Sollers a finalement eu une grande influence dans le monde des lettres. Beaucoup d'écrivains ont été marqués par sa figure. Il a poussé toute une génération d'écrivains à penser que la sensibilité esthétique pouvait tenir lieu de talent littéraire. Qu'il suffisait d'admirer des peintres, des musiciens, des auteurs, pour entrer dans la grande compagnie des génies. Et moi-même, il faut le reconnaître, j'ai été marqué par cette vision des choses vers l'âge de vingt ans. Sollers, grand esthète, a engendré toute une génération d'esthètes (Nabe, Zagdanski, Reyes), incapables de faire quoi que ce soit d'autre dans la vie, définitivement coincés dans une posture de contemplation esthétique du monde.

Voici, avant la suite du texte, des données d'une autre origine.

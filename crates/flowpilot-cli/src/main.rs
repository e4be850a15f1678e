//! Flowpilot CLI - drive Flow video generation from the terminal
//!
//! Usage:
//!   flowpilot init                 Write .flowpilot/config.toml with defaults
//!   flowpilot login                Open Flow so you can sign in
//!   flowpilot run <prompt>         Generate videos for a prompt and download them
//!   flowpilot download [url]       Download the newest row of an existing project

use anyhow::{Context, Result};
use clap::{Parser, Subcommand};
use flowpilot_browser::{BrowserSession, Downloader, FlowPage};
use flowpilot_core::{FlowConfig, FlowError, Snapshot};
use flowpilot_engine::{GenerationCycle, TokioClock};
use std::path::{Path, PathBuf};
use std::time::Duration;
use tokio::io::AsyncBufReadExt;
use tracing::{info, warn, Level};
use tracing_subscriber::FmtSubscriber;

/// How long `download` waits for the top row to show media
const TOP_ROW_TIMEOUT: Duration = Duration::from_secs(30);

#[derive(Parser)]
#[command(name = "flowpilot")]
#[command(author, version, about = "Drive Flow video generation through Chrome")]
struct Cli {
    /// Enable verbose logging
    #[arg(short, long)]
    verbose: bool,

    /// Config file (default: .flowpilot/config.toml)
    #[arg(long, value_name = "FILE", global = true)]
    config: Option<PathBuf>,

    /// DevTools port of a running Chrome
    #[arg(long, global = true)]
    port: Option<u16>,

    /// Launch a new browser instead of connecting
    #[arg(long, global = true)]
    launch: bool,

    /// Run the launched browser headless
    #[arg(long, global = true)]
    headless: bool,

    #[command(subcommand)]
    command: Commands,
}

#[derive(Subcommand)]
enum Commands {
    /// Write a default configuration file
    Init {
        /// Directory to initialize
        #[arg(default_value = ".")]
        path: PathBuf,
    },

    /// Open Flow in the browser and wait while you sign in
    Login,

    /// Create a project, generate videos for a prompt and download them
    Run {
        /// Prompt text (words are joined with spaces)
        #[arg(required = true, num_args = 1..)]
        prompt: Vec<String>,

        /// Give up waiting for results after this many seconds
        #[arg(long)]
        timeout_secs: Option<u64>,

        /// Outputs per prompt (overrides settings.outputs_per_prompt)
        #[arg(long)]
        outputs: Option<String>,
    },

    /// Download the newest row of videos from a project
    Download {
        /// Project URL (default: the page already open)
        url: Option<String>,
    },
}

/// Command-line values that take precedence over the config file
#[derive(Debug, Default, Clone)]
struct Overrides {
    port: Option<u16>,
    launch: bool,
    headless: bool,
    timeout_secs: Option<u64>,
    outputs: Option<String>,
}

impl Overrides {
    fn apply(&self, config: &mut FlowConfig) {
        if let Some(port) = self.port {
            config.browser.debug_port = port;
        }
        if self.launch {
            config.browser.launch = true;
        }
        if self.headless {
            config.browser.headless = true;
        }
        if let Some(secs) = self.timeout_secs {
            config.generation.max_wait_ms = secs.saturating_mul(1000);
        }
        if let Some(outputs) = &self.outputs {
            config.settings.outputs_per_prompt = outputs.clone();
        }
    }
}

/// Numbers the workflow steps in the log
#[derive(Debug, Default)]
struct StepLog {
    current: usize,
}

impl StepLog {
    fn step(&mut self, message: &str) -> usize {
        self.current += 1;
        info!("[step {}] {}", self.current, message);
        self.current
    }
}

#[tokio::main]
async fn main() -> Result<()> {
    let cli = Cli::parse();

    // Setup logging
    let level = if cli.verbose { Level::DEBUG } else { Level::INFO };
    let subscriber = FmtSubscriber::builder()
        .with_max_level(level)
        .with_target(false)
        .finish();
    tracing::subscriber::set_global_default(subscriber)?;

    let mut overrides = Overrides {
        port: cli.port,
        launch: cli.launch,
        headless: cli.headless,
        ..Overrides::default()
    };

    match cli.command {
        Commands::Init { path } => cmd_init(&path),
        Commands::Login => {
            let config = load_config(cli.config.as_deref(), &overrides)?;
            cmd_login(config).await
        }
        Commands::Run {
            prompt,
            timeout_secs,
            outputs,
        } => {
            overrides.timeout_secs = timeout_secs;
            overrides.outputs = outputs;
            let config = load_config(cli.config.as_deref(), &overrides)?;
            cmd_run(config, prompt.join(" ").trim().to_string()).await
        }
        Commands::Download { url } => {
            let config = load_config(cli.config.as_deref(), &overrides)?;
            cmd_download(config, url).await
        }
    }
}

fn load_config(path: Option<&Path>, overrides: &Overrides) -> Result<FlowConfig> {
    let mut config = match path {
        Some(path) => FlowConfig::load(path)
            .with_context(|| format!("Failed to load config from {}", path.display()))?,
        None => {
            let cwd = std::env::current_dir().context("No working directory")?;
            FlowConfig::load_or_default(&cwd).context("Failed to load .flowpilot/config.toml")?
        }
    };
    overrides.apply(&mut config);
    config.validate().context("Invalid configuration")?;
    Ok(config)
}

fn cmd_init(path: &Path) -> Result<()> {
    let written = FlowConfig::write_default(path).context("Failed to write config")?;

    println!("Initialized Flowpilot in {:?}", path);
    println!("Created:");
    println!("  {}", written.display());
    println!();
    println!("Start Chrome with --remote-debugging-port=9222, then run `flowpilot login`.");
    Ok(())
}

async fn open_page(config: FlowConfig) -> Result<FlowPage> {
    let session = BrowserSession::open(&config.browser, &config.url)
        .await
        .context("Failed to open browser")?;
    Ok(FlowPage::new(session, config)?)
}

async fn cmd_login(config: FlowConfig) -> Result<()> {
    let launched = config.browser.launch;
    let page = open_page(config).await?;
    page.open_flow().await?;

    println!("Flow is open. Sign in in the browser window.");
    if launched {
        println!("Note: a launched browser uses a throwaway profile; connect to your own Chrome to keep the login.");
    }
    println!("Press Enter when you are done...");

    let mut line = String::new();
    tokio::io::BufReader::new(tokio::io::stdin())
        .read_line(&mut line)
        .await?;

    info!("Login finished");
    Ok(())
}

async fn cmd_run(config: FlowConfig, prompt: String) -> Result<()> {
    if prompt.is_empty() {
        anyhow::bail!("Prompt must not be empty");
    }

    let mut steps = StepLog::default();
    info!("Prompt: {}", prompt);

    steps.step("Open browser");
    let expected = config.expected_outputs();
    let min_outputs = config.generation.min_outputs;
    let timeout = config.generation.max_wait();
    let generation = config.generation.clone();
    let download_dir = PathBuf::from(&config.browser.download_dir);
    let settings = config.settings.clone();
    let mode = config.mode_option_label.clone();

    let mut page = open_page(config).await?;
    page.set_prompt(prompt);

    steps.step("Open Flow");
    page.open_flow().await?;

    steps.step("Create project");
    let dismissed = page.open_new_project().await?;
    if dismissed > 0 {
        info!("Closed {} popup(s)", dismissed);
    }

    steps.step("Configure settings");
    page.configure_settings().await?;
    info!("Aspect ratio: {}", settings.aspect_ratio);
    info!("Outputs per prompt: {}", settings.outputs_per_prompt);
    info!("Model: {}", settings.model);

    steps.step("Select mode");
    page.select_mode().await?;
    info!("Mode: {}", mode);

    steps.step("Generate");
    let clock = TokioClock::new();
    let cycle = GenerationCycle::new(&page, &clock, &generation)?;
    let output = cycle.run(expected, timeout).await?;
    if output.reason.is_partial() {
        warn!(
            "Generation ended early ({:?}) with {} of {} results",
            output.reason,
            output.urls.len(),
            expected
        );
    }
    ensure_min_outputs(&output.urls, min_outputs)?;

    steps.step("Download videos");
    let downloader = Downloader::new(download_dir, page.human().clone());
    let saved = downloader.download_all(&output.urls, "flow").await?;

    info!(
        "Done: {} video(s) in {} after {} attempt(s)",
        saved.len(),
        downloader.dir().display(),
        output.attempts
    );
    Ok(())
}

async fn cmd_download(config: FlowConfig, url: Option<String>) -> Result<()> {
    let mut steps = StepLog::default();
    let tiles_timeout = config.generation.max_wait();
    let download_dir = PathBuf::from(&config.browser.download_dir);

    steps.step("Open browser");
    let page = open_page(config).await?;

    steps.step("Open project");
    match &url {
        Some(url) => page.open_project(url).await?,
        None => info!("Using the page already open"),
    }

    steps.step("Find videos");
    let urls = page.wait_for_top_row(tiles_timeout, TOP_ROW_TIMEOUT).await?;
    if urls.is_empty() {
        anyhow::bail!("No videos found in the top row");
    }
    info!("Found {} video(s)", urls.len());

    steps.step("Download videos");
    let downloader = Downloader::new(download_dir, page.human().clone());
    let saved = downloader.download_all(&urls, "flow").await?;

    info!("Done: {} video(s) in {}", saved.len(), downloader.dir().display());
    Ok(())
}

/// Undersized final results are fatal above the engine
fn ensure_min_outputs(urls: &Snapshot, min_outputs: usize) -> std::result::Result<(), FlowError> {
    if urls.len() < min_outputs {
        return Err(FlowError::NoResults {
            expected: min_outputs,
            found: urls.len(),
        });
    }
    Ok(())
}

#[cfg(test)]
mod tests {
    use super::*;

    #[test]
    fn test_parse_run_joins_prompt() {
        let cli = Cli::try_parse_from([
            "flowpilot",
            "--port",
            "9333",
            "run",
            "a",
            "paper",
            "boat",
            "--timeout-secs",
            "90",
            "--outputs",
            "2",
        ])
        .unwrap();

        assert_eq!(cli.port, Some(9333));
        match cli.command {
            Commands::Run {
                prompt,
                timeout_secs,
                outputs,
            } => {
                assert_eq!(prompt.join(" "), "a paper boat");
                assert_eq!(timeout_secs, Some(90));
                assert_eq!(outputs.as_deref(), Some("2"));
            }
            _ => panic!("expected run"),
        }
    }

    #[test]
    fn test_run_requires_prompt() {
        assert!(Cli::try_parse_from(["flowpilot", "run"]).is_err());
    }

    #[test]
    fn test_parse_download_optional_url() {
        let cli = Cli::try_parse_from(["flowpilot", "download", "--launch"]).unwrap();
        assert!(cli.launch);
        assert!(matches!(cli.command, Commands::Download { url: None }));
    }

    #[test]
    fn test_overrides_apply() {
        let mut config = FlowConfig::default();
        Overrides {
            port: Some(9333),
            launch: true,
            headless: true,
            timeout_secs: Some(90),
            outputs: Some("2".to_string()),
        }
        .apply(&mut config);

        assert_eq!(config.browser.debug_port, 9333);
        assert!(config.browser.launch);
        assert!(config.browser.headless);
        assert_eq!(config.generation.max_wait(), Duration::from_secs(90));
        assert_eq!(config.expected_outputs(), 2);
    }

    #[test]
    fn test_empty_overrides_keep_config() {
        let mut config = FlowConfig::default();
        Overrides::default().apply(&mut config);
        assert_eq!(config.browser.debug_port, 9222);
        assert!(!config.browser.launch);
        assert_eq!(config.expected_outputs(), 4);
    }

    #[test]
    fn test_load_config_from_file() {
        let temp = tempfile::tempdir().unwrap();
        let path = temp.path().join("flow.toml");
        std::fs::write(&path, "[generation]\nmax_retries = 1\n").unwrap();

        let config = load_config(Some(&path), &Overrides::default()).unwrap();
        assert_eq!(config.generation.max_retries, 1);
    }

    #[test]
    fn test_step_log_counts() {
        let mut steps = StepLog::default();
        assert_eq!(steps.step("Open browser"), 1);
        assert_eq!(steps.step("Open Flow"), 2);
    }

    #[test]
    fn test_min_outputs() {
        let urls = Snapshot::from(vec!["a"]);
        assert!(ensure_min_outputs(&urls, 1).is_ok());
        assert!(matches!(
            ensure_min_outputs(&Snapshot::empty(), 1),
            Err(FlowError::NoResults { expected: 1, found: 0 })
        ));
    }
}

La littérature du passé est toujours la critique et la condamnation de l'époque présente. C'est en considérant la littérature des siècles passés que l'on peut prendre conscience des déterminations et des aliénations de notre temps : la technique en premier lieu, la sentimentalité ensuite. C'est pourquoi tous les littéraires sont à la fois réactionnaires et déconnectés des nécessités concrètes de l'époque actuelle – de sa nature profonde. Tous, ils vivent dans les chimères d'un monde disparu : Zemmour, Houellebecq, Tesson, Onfray, etc. Tous ils partagent le même sentiment à l'égard de l'époque actuelle, un sentiment d'inadéquation entre le monde des livres dans lequel ils vivent vraiment et la réalité qu'ils observent à travers ce prisme. Ils sentent tous que quelque chose cloche, mais ils sont pour la plupart incapables de pointer les facteurs déterminants de cette situation (la technique, l'ultra-subjectivisme) car ils ne sont pas vraiment intégrés dans le système, ce sont de simples observateurs, et c'est pourquoi ils expriment tout selon des termes moraux (les seuls à leur disposition), selon les valeurs auxquelles ils sont attachés (la patrie, la foi, la tradition, etc.), alors que le problème est bien plus profond et se situe « par-delà le bien et le mal », puisque c'est l'essence même de la réalité qui est profondément affectée par le paradigme technicien dans lequel nous vivons. La vraie divergence ne se situe donc pas entre la « droite » et la « gauche », mais entre ceux qui vivent dans le monde réel, concret (les femmes pour la plupart), et ceux qui vivent dans le monde des mots, des valeurs, et ne peuvent que détester le monde actuel et se replier dans la solitude. C'est là que se situe la véritable fracture : entre ceux qui croient encore au Verbe et considèrent la vie à partir d'abstractions (souvent très nobles), et ceux (celles...) qui sont directement en prise avec la matérialité de la vie et font régresser celle-ci à un stade pré-verbal, pré-moral et pré-rationnel (c’est-à-dire proprement invivable).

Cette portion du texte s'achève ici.